Japanese doctor tweets from space

10/10/2011
By

Satoshi Furkuwa aboard the International Space Station Photo Credit: NASA

TOKYO (majirox news) — “In space. No one can hear you scream,” said the old advertisement for the Alien film series. What few people realize is that astronauts can also experience severe headaches and vomiting the first few days in space, a phenomena that has been compared to car sickness as they get used to their new environment. Astronauts’ bodies also stretch; they become taller, experience lower and upper back pain and face swelling. These can all be traced to prolonged weightlessness.

Now a new worry has been added to the concerns about the bodily changes astronauts undergo in a weightless environment: blurred vision.

“Periodically, we do different tests,” Mike Fossum, commander of Expedition 29 to the International Space Station (ISS), told CBS News. “The first is visual acuity test and ultrasound (test) on their eyes to measure details of the eyeball.”

A recent report by the US National Academy of Sciences said that seven of the 15 former crew members who were tested experienced blurred vision due to intracranial pressure and swelling of the optical disk. There is some concern there may be lingering affects on the astronauts’ vision.

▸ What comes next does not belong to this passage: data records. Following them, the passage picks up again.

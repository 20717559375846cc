//! The paged-log store (§4.1): a cluster-shared array of fixed-size pages,
//! addressed by a monotonic page number, with per-page read/write pinning
//! under a "bank lock". This module is the one production implementation
//! of that external-collaborator contract; the rest of the crate only
//! depends on the [`PagedLog`] trait, so a real disk-backed or
//! shared-memory implementation can be swapped in without touching the
//! queue/reader/writer logic.
//!
//! Durability is explicitly out of scope (§1 Non-goals): pages live only
//! in process memory and vanish on restart.

use std::sync::atomic::{AtomicUsize, Ordering};
use std::sync::Arc;

use async_trait::async_trait;
use dashmap::DashMap;
use tokio::sync::{OwnedRwLockReadGuard, OwnedRwLockWriteGuard, RwLock};

/// One page buffer plus its dirty bit.
pub struct PageSlot {
    buf: Box<[u8]>,
    dirty: bool,
}

impl PageSlot {
    fn zeroed(page_size: usize) -> Self {
        PageSlot {
            buf: vec![0u8; page_size].into_boxed_slice(),
            dirty: false,
        }
    }
}

/// A read-pinned page: the bank lock is held for the guard's lifetime.
pub struct PageReadGuard(OwnedRwLockReadGuard<PageSlot>);

impl PageReadGuard {
    pub fn buffer(&self) -> &[u8] {
        &self.0.buf
    }
}

/// A write-pinned page: the bank lock is held for the guard's lifetime.
pub struct PageWriteGuard(OwnedRwLockWriteGuard<PageSlot>);

impl PageWriteGuard {
    pub fn buffer(&mut self) -> &mut [u8] {
        &mut self.0.buf
    }

    pub fn mark_dirty(&mut self) {
        self.0.dirty = true;
    }
}

/// External collaborator contract (§4.1, §6). Implementors need not be
/// in-memory; the only requirement is that `bank_lock_for` return the same
/// lock for a given `page_no` for as long as that page has not been
/// truncated, and that pages start out zeroed.
#[async_trait]
pub trait PagedLog: Send + Sync {
    /// Allocate a fresh page, zero it, and return it write-pinned. Pages
    /// are always allocated in increasing order by the single writer
    /// path; re-allocating an existing page number is a caller bug.
    async fn zero_new_page(&self, page_no: u64) -> PageWriteGuard;

    /// Write-pin an already-allocated page.
    async fn write_pin(&self, page_no: u64) -> PageWriteGuard;

    /// Read-pin an already-allocated page.
    async fn read_pin(&self, page_no: u64) -> PageReadGuard;

    /// Drop every page strictly older than `page_no`. Pages at or after
    /// `page_no` are untouched.
    fn truncate_before(&self, page_no: u64);

    fn page_size(&self) -> usize;
}

/// In-memory paged log. Pages are kept in a concurrent map so that
/// independent pages can be pinned without contending on a single lock;
/// each page's own `RwLock` is the "bank lock" spec.md refers to.
pub struct InMemoryPagedLog {
    page_size: usize,
    pages: DashMap<u64, Arc<RwLock<PageSlot>>>,
    resident_pages: AtomicUsize,
}

impl InMemoryPagedLog {
    pub fn new(page_size: usize) -> Self {
        InMemoryPagedLog {
            page_size,
            pages: DashMap::new(),
            resident_pages: AtomicUsize::new(0),
        }
    }

    /// Number of pages currently resident. Exposed for tests and for a
    /// memory-pressure metric in an embedding server; not part of the
    /// `PagedLog` contract itself.
    pub fn resident_pages(&self) -> usize {
        self.resident_pages.load(Ordering::Relaxed)
    }

    fn slot_for(&self, page_no: u64) -> Arc<RwLock<PageSlot>> {
        self.pages
            .entry(page_no)
            .or_insert_with(|| {
                self.resident_pages.fetch_add(1, Ordering::Relaxed);
                Arc::new(RwLock::new(PageSlot::zeroed(self.page_size)))
            })
            .clone()
    }
}

#[async_trait]
impl PagedLog for InMemoryPagedLog {
    async fn zero_new_page(&self, page_no: u64) -> PageWriteGuard {
        let slot = self.slot_for(page_no);
        let mut guard = slot.write_owned().await;
        *guard = PageSlot::zeroed(self.page_size);
        PageWriteGuard(guard)
    }

    async fn write_pin(&self, page_no: u64) -> PageWriteGuard {
        let slot = self.slot_for(page_no);
        PageWriteGuard(slot.write_owned().await)
    }

    async fn read_pin(&self, page_no: u64) -> PageReadGuard {
        let slot = self.slot_for(page_no);
        PageReadGuard(slot.read_owned().await)
    }

    fn truncate_before(&self, page_no: u64) {
        self.pages.retain(|&page, _| page >= page_no);
        self.resident_pages.store(self.pages.len(), Ordering::Relaxed);
    }

    fn page_size(&self) -> usize {
        self.page_size
    }
}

Keeping watch on the astronauts’ eyesight aboard the ISS is Satoshi Furukawa, a qualified astronaut and medical doctor with more than 10 years of clinical experience. He blasted off from the Cosmodrome in Russia for the ISS early in June.

On arriving at the ISS he tweeted to 36,000 followers on his feed that his head felt heavy. He then explained in a later tweet, “This is considered a brain’s adaptation to weightlessness. Your head feels heavy due to fluid shift.” He has tweeted more than 400 times from space.

“I would like to share these experiences with everyone from the perspective of a doctor,” Furukawa said. “I hope to report back first-hand about the differences in the way my body feels in space and on the ground.”

However, the main concern is the problem of blurred vision and whether it might cause lingering permanent damage, somewhat in the same way as glaucoma can affect vision. Some 35 percent of all ISS astronauts tested have reported greater or lesser problems with blurry vision.

So far the current crew has not had any problems, reported Furukawa. “We periodically inspect each other and no problems at all.”

Furukawa also is tasked to carry out a number of experiments during his time on the ISS. When Japan’s space agency, JAXA, announced they were sending a doctor into space, they asked the public for suggestions on space-medicine experiments to see how the human body reacted to a weightless environment. Ten were selected.

“I’m looking forward to performing these experiments in space,” Furukawa said.